→ YOUR TASK: Return, from the data that follows, each line that holds the word "level".

→ SOURCE INFORMATION:
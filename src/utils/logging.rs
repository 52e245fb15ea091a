//! Logging setup: stderr output plus an optional log file

use std::fs::OpenOptions;
use std::path::{Path, PathBuf};
use std::sync::Mutex;

use tracing_subscriber::{filter::EnvFilter, fmt, prelude::*};

use crate::error::{ScrubError, ScrubResult};

/// Logging options resolved from CLI flags and settings
#[derive(Debug, Clone, Default)]
pub struct LoggingConfig {
    /// Number of `-v` flags
    pub verbosity: u8,
    /// Mirror log lines into this file
    pub log_file: Option<PathBuf>,
}

/// Filter directive for a verbosity level: info by default, debug with one
/// `-v`, trace with two or more. Dependencies only log warnings.
pub fn filter_directive(verbosity: u8) -> String {
    let level = match verbosity {
        0 => "info",
        1 => "debug",
        _ => "trace",
    };
    format!("warn,vidscrub={}", level)
}

/// Install the global subscriber. `RUST_LOG` replaces the verbosity-based
/// filter when set.
pub fn init_logging(config: &LoggingConfig) -> ScrubResult<()> {
    let filter = EnvFilter::try_from_default_env()
        .unwrap_or_else(|_| EnvFilter::new(filter_directive(config.verbosity)));

    let file_layer = match &config.log_file {
        Some(path) => Some(
            fmt::layer()
                .with_ansi(false)
                .with_target(false)
                .with_writer(Mutex::new(open_log_file(path)?)),
        ),
        None => None,
    };

    let stderr_layer = fmt::layer()
        .with_target(false)
        .without_time()
        .with_writer(std::io::stderr);

    // A subscriber may already be installed when running under a test harness
    let _ = tracing_subscriber::registry()
        .with(filter)
        .with(stderr_layer)
        .with(file_layer)
        .try_init();

    Ok(())
}

fn open_log_file(path: &Path) -> ScrubResult<std::fs::File> {
    if let Some(parent) = path.parent().filter(|p| !p.as_os_str().is_empty()) {
        std::fs::create_dir_all(parent)?;
    }
    OpenOptions::new()
        .create(true)
        .append(true)
        .open(path)
        .map_err(|e| ScrubError::InvalidConfig {
            message: format!("cannot open log file {}: {}", path.display(), e),
        })
}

→ RESPONSE BOX:
/// Filter directive for a verbosity level: info by default, debug with one
    let level = match verbosity {
    format!("warn,vidscrub={}", level)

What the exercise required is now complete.